Setelah magang di Batavia, para budak kemudian dibawa ke Depok. Di Depok mereka tinggal di tepi Sungai Ciliwung. Chastelein membuat 21 rumah untuk mereka. Mereka ditugaskan mengerjakan wilayah Depok menjadi perkebunan.

Selain tanah di Mampang, Chastelein juga membeli tanah di Pesanggrahan (Cinere). Jadi menyambung dari Sungai Ciliwung sampai Cinere. 

Perkebunan ditanami dengan tanaman bernilai ekonomi tinggi, seperti kopi, lada, karet. Yang paling terkenal adalah lada dari Mampang. 

Ketika pertanian maju, Chastelein berpikir jika suatu saat meninggal ia merasa kasihan kepada para budaknya. Chastelein ingin mereka mengenal peradaban. Para budak diajarkan baca tulis. Karena jika bisa baca tulis, maka jendela dunia terbuka bagi mereka. 

Mereka bekerja di perkebunan dari pagi hingga jam 2 siang. Jam 2-4 istirahat. Setelah jam 4 mereka diajarkan baca tulis.

Ada 2 budak yang pintar baca tulis, yaitu Baprima van Bali dan Carangasang van Bali. Mereka ditugaskan tiap sore untuk mengajar baca tulis, tempatnya yang sekarang menjadi Gereja Imanuel. Bangunannya saat itu masih dari kayu dan lantainya masih tanah. 

Tahun 1697, media baca susah diperoleh tidak seperti sekarang ini. Saat itu media baca yang dipakai adalah Bible. Hingga akhirnya mereka bisa baca dan tulis.

Baprima dan Carangasang kemudian memberi dirinya untuk dibaptis. Sementara budak yang lain, sebagian ada yang dibaptis dan sebagiannya lagi tetap memeluk keyakinannya semula. 
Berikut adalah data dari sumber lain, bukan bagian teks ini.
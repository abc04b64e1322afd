//! Setup module for configuring ODE simulations.
//!
//! This module provides the [`SimulationSetup`] struct and its builder for configuring
//! the numerical integration of a reaction system:
//!
//! - Initial integration step size
//! - Error tolerance and step size limits of the adaptive integrator
//!
//! The integration range is not part of the setup. It follows the observation times of
//! each sample.
//!
//! Fits integrate with the adaptive [`RKF45`] unless told otherwise. It is explicit and
//! slows down on stiff systems, where the implicit [`GL4`] from [`SimulationSetup::gl4`]
//! is the better choice. GL4 steps with the fixed `dt`.

use derive_builder::Builder;
use peroxide::fuga::{ImplicitSolver, GL4, RKF45};
use serde::{Deserialize, Serialize};

/// Configuration for numerical integration of ODE systems
///
/// # Fields
///
/// * `dt` - Initial step size, and the step size of fixed-step integrators (default: 0.1)
/// * `tol` - Local error tolerance of the adaptive integrator (default: 1e-8)
/// * `safety_factor` - Damping applied to adaptive step size updates (default: 0.9)
/// * `min_step` - Smallest step the adaptive integrator may take (default: 1e-6)
/// * `max_step` - Largest step the adaptive integrator may take (default: 0.25)
/// * `max_step_iter` - Step size reductions tried before giving up on a step (default: 100)
///
/// # Examples
///
/// ```
/// use enzynetics::prelude::SimulationSetupBuilder;
///
/// let setup = SimulationSetupBuilder::default()
///     .dt(0.05)
///     .tol(1e-10)
///     .build()
///     .unwrap();
///
/// assert_eq!(setup.max_step, 0.25);
/// ```
#[derive(Debug, Clone, Copy, Builder, Serialize, Deserialize, PartialEq)]
pub struct SimulationSetup {
    #[builder(default = "0.1")]
    pub dt: f64,
    #[builder(default = "1e-8")]
    pub tol: f64,
    #[builder(default = "0.9")]
    pub safety_factor: f64,
    #[builder(default = "1e-6")]
    pub min_step: f64,
    #[builder(default = "0.25")]
    pub max_step: f64,
    #[builder(default = "100")]
    pub max_step_iter: usize,
}

impl Default for SimulationSetup {
    fn default() -> Self {
        Self {
            dt: 0.1,
            tol: 1e-8,
            safety_factor: 0.9,
            min_step: 1e-6,
            max_step: 0.25,
            max_step_iter: 100,
        }
    }
}

impl SimulationSetup {
    /// Adaptive Runge-Kutta-Fehlberg integrator configured from this setup
    pub fn rkf45(&self) -> RKF45 {
        RKF45::new(
            self.tol,
            self.safety_factor,
            self.min_step,
            self.max_step,
            self.max_step_iter,
        )
    }

    /// Implicit Gauss-Legendre integrator for stiff systems, solving each stage with
    /// Broyden's method to `tol`
    pub fn gl4(&self) -> GL4 {
        GL4::new(ImplicitSolver::Broyden, self.tol, self.max_step_iter)
    }
}

#[cfg(test)]
mod tests {
    use super::*;

    #[test]
    fn test_builder_defaults_match_default() {
        let built = SimulationSetupBuilder::default().build().unwrap();
        assert_eq!(built, SimulationSetup::default());
    }

    #[test]
    fn test_integrators_follow_setup() {
        let setup = SimulationSetupBuilder::default()
            .tol(1e-6)
            .max_step_iter(20)
            .build()
            .unwrap();

        let gl4 = setup.gl4();
        assert!(matches!(gl4.solver, ImplicitSolver::Broyden));
        assert_eq!(gl4.tol, 1e-6);
        assert_eq!(gl4.max_step_iter, 20);

        let rkf45 = setup.rkf45();
        assert_eq!(rkf45.tol, 1e-6);
        assert_eq!(rkf45.max_step_iter, 20);
    }
}
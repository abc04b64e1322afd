//! Built-in candidate rate laws.
//!
//! Substrate laws return a negative rate while substrate is consumed. Product and
//! external-inhibitor variants differ only in which species enters the inhibition
//! terms.

use serde::{Deserialize, Serialize};

use crate::ratelaw::{RateLaw, RateLawError};
use crate::species::SpeciesRole;

pub const IRREVERSIBLE_MICHAELIS_MENTEN: &str = "irreversible Michaelis-Menten";
pub const COMPETITIVE_PRODUCT_INHIBITION: &str = "competitive product inhibition";
pub const UNCOMPETITIVE_PRODUCT_INHIBITION: &str = "uncompetitive product inhibition";
pub const NONCOMPETITIVE_PRODUCT_INHIBITION: &str = "non-competitive product inhibition";
pub const SUBSTRATE_INHIBITION: &str = "substrate inhibition";
pub const COMPETITIVE_INHIBITION: &str = "competitive inhibition";
pub const UNCOMPETITIVE_INHIBITION: &str = "uncompetitive inhibition";
pub const NONCOMPETITIVE_INHIBITION: &str = "non-competitive inhibition";
pub const PARTIALLY_COMPETITIVE_INHIBITION: &str = "partially competitive inhibition";
pub const COMPETITIVE_SUBSTRATE_INHIBITION: &str =
    "competitive product inhibition with substrate inhibition";
pub const CATALYST_DECAY: &str = "first-order catalyst inactivation";

/// A rate-law string under its model name
#[derive(Debug, Clone, PartialEq, Eq, Serialize, Deserialize)]
pub struct NamedRateLaw {
    pub name: String,
    pub equation: String,
}

impl NamedRateLaw {
    pub fn new(name: impl Into<String>, equation: impl Into<String>) -> Self {
        Self {
            name: name.into(),
            equation: equation.into(),
        }
    }

    pub fn compile(&self) -> Result<RateLaw, RateLawError> {
        RateLaw::compile(&self.equation)
    }
}

/// Candidate substrate and catalyst rate laws, in enumeration order
#[derive(Debug, Clone, Default, PartialEq, Serialize, Deserialize)]
pub struct RateLawLibrary {
    pub substrate: Vec<NamedRateLaw>,
    pub catalyst: Vec<NamedRateLaw>,
}

impl RateLawLibrary {
    pub fn new() -> Self {
        Self::default()
    }

    /// Every built-in law
    pub fn builtin() -> Self {
        Self {
            substrate: builtin_substrate_laws(true),
            catalyst: builtin_catalyst_laws(),
        }
    }

    /// Built-in laws applicable to an experiment. Laws depending on an external
    /// inhibitor are left out when no measurement contains one.
    pub fn for_experiment(has_inhibitor: bool) -> Self {
        Self {
            substrate: builtin_substrate_laws(has_inhibitor),
            catalyst: builtin_catalyst_laws(),
        }
    }

    /// Adds a law, placing it by its left-hand side.
    ///
    /// # Errors
    ///
    /// Fails when the equation does not compile.
    pub fn add(
        &mut self,
        name: impl Into<String>,
        equation: impl Into<String>,
    ) -> Result<&mut Self, RateLawError> {
        let law = NamedRateLaw::new(name, equation);
        match law.compile()?.lhs() {
            SpeciesRole::Catalyst => self.catalyst.push(law),
            _ => self.substrate.push(law),
        }
        Ok(self)
    }

    pub fn with_substrate(mut self, name: impl Into<String>, equation: impl Into<String>) -> Self {
        self.substrate.push(NamedRateLaw::new(name, equation));
        self
    }

    pub fn with_catalyst(mut self, name: impl Into<String>, equation: impl Into<String>) -> Self {
        self.catalyst.push(NamedRateLaw::new(name, equation));
        self
    }

    /// Restricts the substrate laws to the given names, keeping library order
    pub fn select(mut self, names: &[&str]) -> Self {
        self.substrate.retain(|law| names.contains(&law.name.as_str()));
        self
    }
}

fn builtin_substrate_laws(has_inhibitor: bool) -> Vec<NamedRateLaw> {
    let mut laws = vec![
        NamedRateLaw::new(
            IRREVERSIBLE_MICHAELIS_MENTEN,
            "substrate = -k_cat * catalyst * substrate / (K_m + substrate)",
        ),
        NamedRateLaw::new(
            COMPETITIVE_PRODUCT_INHIBITION,
            "substrate = -k_cat * catalyst * substrate / (K_m * (1 + product / K_ic) + substrate)",
        ),
        NamedRateLaw::new(
            UNCOMPETITIVE_PRODUCT_INHIBITION,
            "substrate = -k_cat * catalyst * substrate / (K_m + (1 + product / K_iu) * substrate)",
        ),
        NamedRateLaw::new(
            NONCOMPETITIVE_PRODUCT_INHIBITION,
            "substrate = -k_cat * catalyst * substrate / (K_m * (1 + product / K_ic) + (1 + product / K_iu) * substrate)",
        ),
        NamedRateLaw::new(
            SUBSTRATE_INHIBITION,
            "substrate = -k_cat * catalyst * substrate / (K_m + (1 + substrate / K_iu) * substrate)",
        ),
        NamedRateLaw::new(
            COMPETITIVE_SUBSTRATE_INHIBITION,
            "substrate = -k_cat * catalyst * substrate / (K_m * (1 + product / K_ic) + substrate * (1 + substrate / K_iu))",
        ),
    ];

    if has_inhibitor {
        laws.extend([
            NamedRateLaw::new(
                COMPETITIVE_INHIBITION,
                "substrate = -k_cat * catalyst * substrate / (K_m * (1 + inhibitor / K_ic) + substrate)",
            ),
            NamedRateLaw::new(
                UNCOMPETITIVE_INHIBITION,
                "substrate = -k_cat * catalyst * substrate / (K_m + (1 + inhibitor / K_iu) * substrate)",
            ),
            NamedRateLaw::new(
                NONCOMPETITIVE_INHIBITION,
                "substrate = -k_cat * catalyst * substrate / (K_m * (1 + inhibitor / K_ic) + (1 + inhibitor / K_iu) * substrate)",
            ),
            NamedRateLaw::new(
                PARTIALLY_COMPETITIVE_INHIBITION,
                "substrate = -k_cat * catalyst * substrate / (K_m * (1 + inhibitor / K_ic) / (1 + inhibitor / K_iu) + substrate)",
            ),
        ]);
    }

    laws
}

fn builtin_catalyst_laws() -> Vec<NamedRateLaw> {
    vec![NamedRateLaw::new(CATALYST_DECAY, "catalyst = -K_ie * catalyst")]
}
//! Goodness-of-fit statistics computed from a flattened residual vector.

use ndarray::Array1;

/// Lower clamp applied to χ² before taking logarithms, so that an exact fit does not
/// produce an infinite information criterion
const MIN_CHISQR: f64 = 1e-250;

/// Calculates the sum of squared errors (χ²).
///
/// SSE = Σ r²
pub fn sum_of_squared_errors(residuals: &Array1<f64>) -> f64 {
    residuals.mapv(|x| x * x).sum()
}

/// Calculates the Root Mean Squared Deviation, in the units of the data.
///
/// RMSD = √((1/n) · Σ r²)
///
/// Returns `NaN` for an empty residual vector.
pub fn root_mean_squared_deviation(residuals: &Array1<f64>) -> f64 {
    (sum_of_squared_errors(residuals) / residuals.len() as f64).sqrt()
}

/// Calculates the Akaike Information Criterion. Lower values indicate better models.
///
/// AIC = n · ln(χ²/n) + 2k
/// where:
/// - n is the number of data points
/// - χ² is the sum of squared errors
/// - k is the number of varying parameters
pub fn akaike_information_criterion(chisqr: f64, n_data: usize, n_varys: usize) -> f64 {
    neg_log_likelihood(chisqr, n_data) + 2.0 * n_varys as f64
}

/// Calculates the Bayesian Information Criterion. Like AIC, but its complexity
/// penalty grows with the number of data points.
///
/// BIC = n · ln(χ²/n) + k · ln(n)
pub fn bayesian_information_criterion(chisqr: f64, n_data: usize, n_varys: usize) -> f64 {
    let n = n_data as f64;
    neg_log_likelihood(chisqr, n_data) + n_varys as f64 * n.ln()
}

/// Reduced χ², `NaN` when there are no degrees of freedom left
pub fn reduced_chi_square(chisqr: f64, n_data: usize, n_varys: usize) -> f64 {
    if n_data > n_varys {
        chisqr / (n_data - n_varys) as f64
    } else {
        f64::NAN
    }
}

fn neg_log_likelihood(chisqr: f64, n_data: usize) -> f64 {
    let n = n_data as f64;
    n * (chisqr.max(MIN_CHISQR) / n).ln()
}
/// Integrates one row and returns the state at every observation time.
///
/// The integrator lands exactly on each observation time; the step size it suggests is
/// carried over whenever a step was shortened to hit one.
fn integrate_row<S: ODEIntegrator + Copy>(
    problem: &RowProblem,
    y0: Vec<f64>,
    times: &[f64],
    setup: &SimulationSetup,
    solver: S,
) -> Result<Vec<Vec<f64>>, SimulationError> {
    let Some(&t0) = times.first() else {
        return Ok(Vec::new());
    };

    if y0.iter().any(|v| !v.is_finite()) {
        return Err(SimulationError::NonFinite(t0));
    }

    let mut t = t0;
    let mut y = y0;
    let mut suggestion = setup.dt;
    let mut out = Vec::with_capacity(times.len());

    for &target in times {
        if target < t {
            return Err(SimulationError::UnorderedTimes {
                previous: t,
                next: target,
            });
        }

        while t < target {
            let remaining = target - t;
            let requested = suggestion.min(remaining);
            let clipped = requested < suggestion;
            let (taken, next) = exact_step(problem, solver, t, &mut y, requested, setup)?;

            if y.iter().any(|v| !v.is_finite()) {
                return Err(SimulationError::NonFinite(t + taken));
            }

            if taken >= remaining {
                t = target;
            } else if t + taken == t {
                return Err(SimulationError::Integration(format!(
                    "step size underflow at t = {}",
                    t
                )));
            } else {
                t += taken;
            }

            // A step cut short by an observation time says nothing about the next one
            suggestion = if clipped && taken == requested {
                suggestion.max(next)
            } else {
                next
            };
        }

        out.push(y.clone());
    }

    Ok(out)
}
Dari situlah Chastelein meminta keduanya untuk mengajarkan inti pengajaran Kristen, seperti Doa Bapa Kami, 10 Perintah Tuhan, dan Pengakuan Iman Rasuli. 

Sejak membeli budak-budaknya, Chastelein memperlakukan mereka seperti anak angkat atau keluarga. Chastelein berpikir, jika mereka tidak mengenal organisasi, maka keadaan bisa kacau setelah Chastelein meninggal.

Maka Chastelein membentuk Gemeente bestuur (pengurus) pada tahun 1705 yang mengatur masalah sosial kemasyarakatan, pertanian. Pada waktu itu Gemeente bestuur belum berbadan hukum. Ketuanya adalah Djarong van Bali, dibantu 7 orang lagi. Selain itu juga ada mandor yang mengurus masing-masing wilayah.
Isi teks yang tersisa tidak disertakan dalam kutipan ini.